Anderson first considered a musical adaptation of High Tor for television in 1949. He and John Monks Jr. adapted the play as a made-for-television musical fantasy in 1955, with music by Arthur Schwartz and lyrics by Anderson. High Tor was filmed in November 1955 by Desilu Productions at the RKO-Pathé Studio. Filming took only 12 days and the show was broadcast March 10, 1956 on the CBS television network, as a 90-minute episode of the series Ford Star Jubilee. Bing Crosby, Julie Andrews, Nancy Olson, Hans Conried, and Everett Sloane starred in the film, produced by Arthur Schwartz, and directed by James Neilson.

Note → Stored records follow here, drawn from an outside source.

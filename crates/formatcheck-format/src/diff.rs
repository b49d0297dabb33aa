use similar::TextDiff;

/// Unified diff between `original` and `modified`, or `None` when they match.
pub fn build_unified_diff(original: &str, modified: &str, path: &str) -> Option<String> {
    if original == modified {
        return None;
    }

    let header_old = format!("a/{path}");
    let header_new = format!("b/{path}");
    let diff = TextDiff::from_lines(original, modified);
    let rendered = diff
        .unified_diff()
        .missing_newline_hint(true)
        .header(&header_old, &header_new)
        .to_string();
    Some(rendered)
}
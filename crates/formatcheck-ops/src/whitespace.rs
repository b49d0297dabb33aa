//! Reference whitespace formatter.
//!
//! Produces deliberately coarse edits (whole indentation runs, whole line
//! terminators, the last word of a line together with its trailing blanks)
//! and leaves narrowing them down to the minimizer.

use formatcheck_core::{TextChange, TextSpan};
use formatcheck_options::catalog::{
    END_OF_LINE, INDENT_SIZE, INDENT_STYLE, INSERT_FINAL_NEWLINE, TAB_WIDTH,
    TRIM_TRAILING_WHITESPACE,
};
use formatcheck_options::ResolvedOptionSet;

use crate::formatter::Formatter;

/// Widest indentation, in columns, the formatter will rewrite. Larger
/// widths from conventions are treated like unusable ones.
const MAX_INDENT_WIDTH: usize = u16::MAX as usize;

/// Whitespace conventions formatter: indentation, trailing blanks, line
/// endings and the final newline.
#[derive(Clone, Copy, Debug, Default)]
pub struct WhitespaceFormatter;

#[derive(Clone, Copy, Debug, PartialEq, Eq)]
enum IndentStyle {
    Space,
    Tab,
}

#[derive(Clone, Copy, Debug)]
struct Settings {
    indent_style: IndentStyle,
    indent_size: Option<usize>,
    tab_width: Option<usize>,
    line_ending: &'static str,
    insert_final_newline: bool,
    trim_trailing_whitespace: bool,
}

impl Settings {
    fn resolve(options: &ResolvedOptionSet, language: &str) -> Self {
        let positive = |value: Option<i64>| {
            value
                .and_then(|value| usize::try_from(value).ok())
                .filter(|value| (1..=MAX_INDENT_WIDTH).contains(value))
        };

        let indent_style = match options.get_literal(&INDENT_STYLE, language) {
            Some("tab") => IndentStyle::Tab,
            _ => IndentStyle::Space,
        };
        let line_ending = match options.get_literal(&END_OF_LINE, language) {
            Some("crlf") => "\r\n",
            Some("cr") => "\r",
            _ => "\n",
        };

        Settings {
            indent_style,
            indent_size: positive(options.get_int(&INDENT_SIZE, language)),
            tab_width: positive(options.get_int(&TAB_WIDTH, language)),
            line_ending,
            insert_final_newline: options
                .get_bool(&INSERT_FINAL_NEWLINE, language)
                .unwrap_or(true),
            trim_trailing_whitespace: options
                .get_bool(&TRIM_TRAILING_WHITESPACE, language)
                .unwrap_or(true),
        }
    }
}

impl Formatter for WhitespaceFormatter {
    fn format(&self, text: &str, language: &str, options: &ResolvedOptionSet) -> Vec<TextChange> {
        let settings = Settings::resolve(options, language);
        let mut changes = Vec::new();
        let mut last_terminated = true;

        for line in Lines::new(text) {
            let content = &text[line.start..line.content_end];
            let indent_len = content.len() - content.trim_start_matches(is_blank).len();

            if indent_len == content.len() {
                if settings.trim_trailing_whitespace && indent_len > 0 {
                    changes.push(TextChange::delete(TextSpan::from_len(line.start, indent_len)));
                }
            } else {
                if let Some(indent) = rewrite_indent(&content[..indent_len], &settings) {
                    changes.push(TextChange::new(
                        TextSpan::from_len(line.start, indent_len),
                        indent,
                    ));
                }
                if settings.trim_trailing_whitespace {
                    if let Some(change) = trim_trailing(content, line.start) {
                        changes.push(change);
                    }
                }
            }

            let terminator = &text[line.content_end..line.end];
            if !terminator.is_empty() && terminator != settings.line_ending {
                changes.push(TextChange::new(
                    TextSpan::from_len(line.content_end, terminator.len()),
                    settings.line_ending,
                ));
            }
            last_terminated = !terminator.is_empty();
        }

        if settings.insert_final_newline && !text.is_empty() && !last_terminated {
            changes.push(TextChange::insert(text.len(), settings.line_ending));
        }

        changes
    }
}

fn is_blank(ch: char) -> bool {
    ch == ' ' || ch == '\t'
}

/// Replacement for a leading whitespace run, or `None` when it already
/// follows the configured style.
fn rewrite_indent(indent: &str, settings: &Settings) -> Option<String> {
    if indent.is_empty() {
        return None;
    }

    let tab_width = settings.tab_width?;
    let width = indent
        .chars()
        .try_fold(0usize, |width, ch| match ch {
            '\t' => (width / tab_width).checked_add(1)?.checked_mul(tab_width),
            _ => width.checked_add(1),
        })
        .filter(|width| *width <= MAX_INDENT_WIDTH)?;

    let desired = match settings.indent_style {
        IndentStyle::Space => " ".repeat(width),
        IndentStyle::Tab => {
            let indent_size = settings.indent_size?;
            let mut desired = "\t".repeat(width / indent_size);
            desired.push_str(&" ".repeat(width % indent_size));
            desired
        }
    };

    (desired != indent).then_some(desired)
}

/// Coarse trailing-blank removal: the last word and its trailing blanks
/// become the word alone.
fn trim_trailing(content: &str, line_start: usize) -> Option<TextChange> {
    let trimmed = content.trim_end_matches(is_blank);
    if trimmed.len() == content.len() {
        return None;
    }

    let word_start = trimmed
        .rfind(is_blank)
        .map(|idx| idx + 1)
        .unwrap_or(0);
    let word = &trimmed[word_start..];
    Some(TextChange::new(
        TextSpan::from_len(line_start + word_start, content.len() - word_start),
        word,
    ))
}

#[derive(Clone, Copy, Debug, PartialEq, Eq)]
struct Line {
    start: usize,
    content_end: usize,
    end: usize,
}

/// Lines of a text, each with its terminator (`\r\n`, `\n` or a lone `\r`).
struct Lines<'a> {
    bytes: &'a [u8],
    position: usize,
}

impl<'a> Lines<'a> {
    fn new(text: &'a str) -> Self {
        Lines {
            bytes: text.as_bytes(),
            position: 0,
        }
    }
}

impl Iterator for Lines<'_> {
    type Item = Line;

    fn next(&mut self) -> Option<Line> {
        if self.position >= self.bytes.len() {
            return None;
        }

        let start = self.position;
        let rest = &self.bytes[start..];
        let line = match rest.iter().position(|b| *b == b'\n' || *b == b'\r') {
            Some(idx) => {
                let content_end = start + idx;
                let terminator_len = match &rest[idx..] {
                    [b'\r', b'\n', ..] => 2,
                    _ => 1,
                };
                Line {
                    start,
                    content_end,
                    end: content_end + terminator_len,
                }
            }
            None => Line {
                start,
                content_end: self.bytes.len(),
                end: self.bytes.len(),
            },
        };
        self.position = line.end;
        Some(line)
    }
}
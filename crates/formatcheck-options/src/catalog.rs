//! Built-in formatting options understood by formatcheck.
//!
//! The set of options is closed, so the catalogue is a static table rather
//! than something discovered at runtime. Convention keys follow the
//! `.editorconfig` property names.

use std::borrow::Cow;

use once_cell::sync::Lazy;

use crate::descriptor::{OptionDescriptor, OptionValue, ValueType};
use crate::set::ResolvedOptionSet;

pub const INDENT_STYLE: OptionDescriptor = OptionDescriptor {
    name: "indent_style",
    value_type: ValueType::Enum(&["space", "tab"]),
    is_per_language: true,
    convention_key: Some("indent_style"),
    default: OptionValue::Enum("space"),
};

pub const INDENT_SIZE: OptionDescriptor = OptionDescriptor {
    name: "indent_size",
    value_type: ValueType::Int,
    is_per_language: true,
    convention_key: Some("indent_size"),
    default: OptionValue::Int(4),
};

pub const TAB_WIDTH: OptionDescriptor = OptionDescriptor {
    name: "tab_width",
    value_type: ValueType::Int,
    is_per_language: true,
    convention_key: Some("tab_width"),
    default: OptionValue::Int(4),
};

pub const END_OF_LINE: OptionDescriptor = OptionDescriptor {
    name: "end_of_line",
    value_type: ValueType::Enum(&["lf", "crlf", "cr"]),
    is_per_language: true,
    convention_key: Some("end_of_line"),
    default: OptionValue::Enum("lf"),
};

pub const INSERT_FINAL_NEWLINE: OptionDescriptor = OptionDescriptor {
    name: "insert_final_newline",
    value_type: ValueType::Bool,
    is_per_language: true,
    convention_key: Some("insert_final_newline"),
    default: OptionValue::Bool(true),
};

pub const TRIM_TRAILING_WHITESPACE: OptionDescriptor = OptionDescriptor {
    name: "trim_trailing_whitespace",
    value_type: ValueType::Bool,
    is_per_language: true,
    convention_key: Some("trim_trailing_whitespace"),
    default: OptionValue::Bool(true),
};

pub const CHARSET: OptionDescriptor = OptionDescriptor {
    name: "charset",
    value_type: ValueType::String,
    is_per_language: false,
    convention_key: Some("charset"),
    default: OptionValue::String(Cow::Borrowed("utf-8")),
};

/// Editor-side indentation behaviour; carried for hosts but not read from
/// convention files.
pub const SMART_INDENT: OptionDescriptor = OptionDescriptor {
    name: "smart_indent",
    value_type: ValueType::Enum(&["none", "block", "smart"]),
    is_per_language: true,
    convention_key: None,
    default: OptionValue::Enum("smart"),
};

/// Every built-in option, in resolution order.
pub static FORMATTING_OPTIONS: &[OptionDescriptor] = &[
    INDENT_STYLE,
    INDENT_SIZE,
    TAB_WIDTH,
    END_OF_LINE,
    INSERT_FINAL_NEWLINE,
    TRIM_TRAILING_WHITESPACE,
    CHARSET,
    SMART_INDENT,
];

static DEFAULT_OPTIONS: Lazy<ResolvedOptionSet> =
    Lazy::new(|| ResolvedOptionSet::from_defaults(FORMATTING_OPTIONS));

/// Option set holding the built-in defaults, shared process-wide.
pub fn default_options() -> ResolvedOptionSet {
    DEFAULT_OPTIONS.clone()
}

/// Look up a built-in option by its convention key.
pub fn find_by_convention_key(key: &str) -> Option<&'static OptionDescriptor> {
    FORMATTING_OPTIONS
        .iter()
        .find(|descriptor| descriptor.convention_key == Some(key))
}

#[cfg(test)]
mod tests {
    use super::*;
    use std::collections::HashSet;

    #[test]
    fn names_and_keys_are_unique() {
        let names: HashSet<_> = FORMATTING_OPTIONS.iter().map(|d| d.name).collect();
        assert_eq!(names.len(), FORMATTING_OPTIONS.len());

        let keys: Vec<_> = FORMATTING_OPTIONS
            .iter()
            .filter_map(|d| d.convention_key)
            .collect();
        let unique: HashSet<_> = keys.iter().collect();
        assert_eq!(unique.len(), keys.len());
    }

    #[test]
    fn defaults_match_their_types() {
        for descriptor in FORMATTING_OPTIONS {
            assert!(
                descriptor.default.matches(&descriptor.value_type),
                "{} default does not match its type",
                descriptor.name
            );
        }
    }

    #[test]
    fn lookup_by_key_skips_unconfigurable_options() {
        assert_eq!(find_by_convention_key("tab_width"), Some(&TAB_WIDTH));
        assert_eq!(find_by_convention_key("smart_indent"), None);
    }
}
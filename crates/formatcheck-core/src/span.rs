use std::fmt;
use std::ops::Range;

use crate::error::{ChangeError, ChangeResult};

/// Half-open byte range `[start, end)` over a document's text.
#[derive(Debug, Clone, Copy, PartialEq, Eq, Hash, PartialOrd, Ord)]
pub struct TextSpan {
    start: usize,
    end: usize,
}

impl TextSpan {
    /// Build a span, rejecting reversed bounds.
    pub fn new(start: usize, end: usize) -> ChangeResult<Self> {
        if start > end {
            return Err(ChangeError::ReversedSpan { start, end });
        }
        Ok(Self { start, end })
    }

    /// Span of `len` bytes beginning at `start`.
    pub fn from_len(start: usize, len: usize) -> Self {
        Self {
            start,
            end: start + len,
        }
    }

    /// Zero-length span at `offset`, used for insertions.
    pub fn empty(offset: usize) -> Self {
        Self {
            start: offset,
            end: offset,
        }
    }

    pub fn start(&self) -> usize {
        self.start
    }

    pub fn end(&self) -> usize {
        self.end
    }

    pub fn len(&self) -> usize {
        self.end - self.start
    }

    pub fn is_empty(&self) -> bool {
        self.start == self.end
    }

    pub fn range(&self) -> Range<usize> {
        self.start..self.end
    }

    /// Borrow the covered slice of `text`.
    ///
    /// Fails when the span runs past the end of `text` or splits a UTF-8
    /// sequence; the caller is never handed a clamped slice.
    pub fn slice<'a>(&self, text: &'a str) -> ChangeResult<&'a str> {
        if self.end > text.len() {
            return Err(ChangeError::OutOfBounds {
                span: *self,
                text_len: text.len(),
            });
        }
        for offset in [self.start, self.end] {
            if !text.is_char_boundary(offset) {
                return Err(ChangeError::NotCharBoundary { offset });
            }
        }
        Ok(&text[self.range()])
    }
}

impl fmt::Display for TextSpan {
    fn fmt(&self, f: &mut fmt::Formatter<'_>) -> fmt::Result {
        write!(f, "[{}..{})", self.start, self.end)
    }
}

impl TryFrom<Range<usize>> for TextSpan {
    type Error = ChangeError;

    fn try_from(range: Range<usize>) -> Result<Self, Self::Error> {
        TextSpan::new(range.start, range.end)
    }
}

/// Replace the text covered by `span` with `new_text`.
#[derive(Debug, Clone, PartialEq, Eq)]
pub struct TextChange {
    span: TextSpan,
    new_text: String,
}

impl TextChange {
    pub fn new(span: TextSpan, new_text: impl Into<String>) -> Self {
        Self {
            span,
            new_text: new_text.into(),
        }
    }

    pub fn insert(offset: usize, text: impl Into<String>) -> Self {
        Self::new(TextSpan::empty(offset), text)
    }

    pub fn delete(span: TextSpan) -> Self {
        Self::new(span, String::new())
    }

    pub fn span(&self) -> TextSpan {
        self.span
    }

    pub fn new_text(&self) -> &str {
        &self.new_text
    }

    /// True when applying the change cannot alter any text.
    pub fn is_noop(&self) -> bool {
        self.span.is_empty() && self.new_text.is_empty()
    }

    pub fn into_parts(self) -> (TextSpan, String) {
        (self.span, self.new_text)
    }
}
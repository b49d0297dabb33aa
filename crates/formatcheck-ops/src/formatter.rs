use std::path::PathBuf;

use formatcheck_core::TextChange;
use formatcheck_options::ResolvedOptionSet;

/// Source of coarse formatting edits for a document.
///
/// Implementations must return changes whose spans lie within `text`, fall
/// on character boundaries, do not overlap and are sorted by start offset.
/// Changes may be larger than necessary; the checker minimizes them.
pub trait Formatter: Send + Sync {
    fn format(&self, text: &str, language: &str, options: &ResolvedOptionSet) -> Vec<TextChange>;
}

/// Document submitted for analysis.
#[derive(Clone, Debug)]
pub struct Document {
    /// Path shown in reports, usually relative to the project root.
    pub path: PathBuf,
    /// Location on disk used for convention lookup.
    pub absolute_path: PathBuf,
    pub language: String,
    pub text: String,
}

impl Document {
    pub fn new(
        path: impl Into<PathBuf>,
        absolute_path: impl Into<PathBuf>,
        language: impl Into<String>,
        text: impl Into<String>,
    ) -> Self {
        Document {
            path: path.into(),
            absolute_path: absolute_path.into(),
            language: language.into(),
            text: text.into(),
        }
    }
}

Bing Crosby had seen Julie Andrews in her Broadway debut in The Boy Friend, and invited her to appear in High Tor. It was Andrews' first work in a filmed production, and her American television debut. Because Crosby was uncomfortable with the exigencies of live television, he insisted that it be filmed instead. For this reason, High Tor is sometimes considered the first TV movie.

Maxwell Anderson had little interest in television, and considered his adaptation a "potboiling job". Julie Andrews later wrote that she thought her performance was "very stilted", and, "Alas, High Tor was not a memorable piece, and received only lukewarm reviews."

The song score of the show, with story narration by Bing Crosby, was released by Decca Records in 1956.

The young Stephen Sondheim also set a musical version, but the author refused permission, so the musical was never produced. Subsequent copyright extension acts mean the music will be illegal until 2042.

====Plot of the musical version====
Van Van Dorn (Crosby) owns a summit ("High Tor") overlooking the Hudson River in New York. Van Dorn is under pressure to sell his real estate, and, at the same time, is having doubts about his impending marriage to Judith (Olson). Judith leaves him because she feels that he should sell High Tor, as the profits would provide for their future. A freak rock slide traps Van Dorn and the real estate agents on High Tor; as Van searches for help, he meets the spirit of a Dutch girl by the name of Lisa (Andrews). Lisa and the spirits of Dutch sailors have inhabited High Tor for over 300 years since they were killed in a shipwreck. Lisa then falls in love with Van. Songs include "Once Upon a Long Ago", a duet for Crosby and Andrews, "Sad is the Life of a Sailor's Wife", a solo for Andrews, and "When You're in Love".

====Song list====
- John Barleycorn
- A Little Love, a Little While
- Living One Day at a Time
- Once Upon a Long Ago
- Sad Is the Life of the Sailor's Wife
- When You're in Love

See also High Tor (album)

===Reception===
The reviews were not good although the show did achieve a rating of 29.4 against the competition of a Jimmy Durante show (13.7). Daily Variety opined, inter alia: "Somewhere in the double translation - from stage to tv-pix terms and from dramatic to musical comedy form - much of what made ‘High Tor’ a Broadway success seems to have got lost. What emerges on the home screens in this film, said to have cost upwards of $500,000, is essentially, a listless exercise, with rather undistinguished musical and murky philosophising, leavened only by the stingiest pinches of comedy." Jack Gould writing in The New York Times said, "Bing Crosby badly miscast himself in undertaking a filmed musical version of Maxwell Anderson’s fantasy, “High Tor,” presented on Saturday evening over Channel 2. The motion picture, especially made for television use, was embarrassingly awkward and inept, a dismaying “quickie” unworthy of the Old Groaner’s time and talents.

The trade journal Broadcasting-Telecasting gave production costs as “approximately $250,000” and wrote, “If anything was proved [by this production], it was that someone was mistaken in his judgment of what is satisfying entertainment….Maybe the play originally made sense. Saturday’s musical version did not. Its fantasy was all right, and so was its slapstick. Bing Crosby and the cast are all first rate artists. But the ingredients just wouldn’t blend. Music, if there had been more of it, could have carried the senseless action along. But this weird comedy was neither musical nor play. Whatever it was, it was unworthy of Mr. Crosby and colleagues.”

==Radio adaptation==
High Tor was presented on Lux Summer Theatre June 1, 1953. The one-hour adaptation starred William Holden.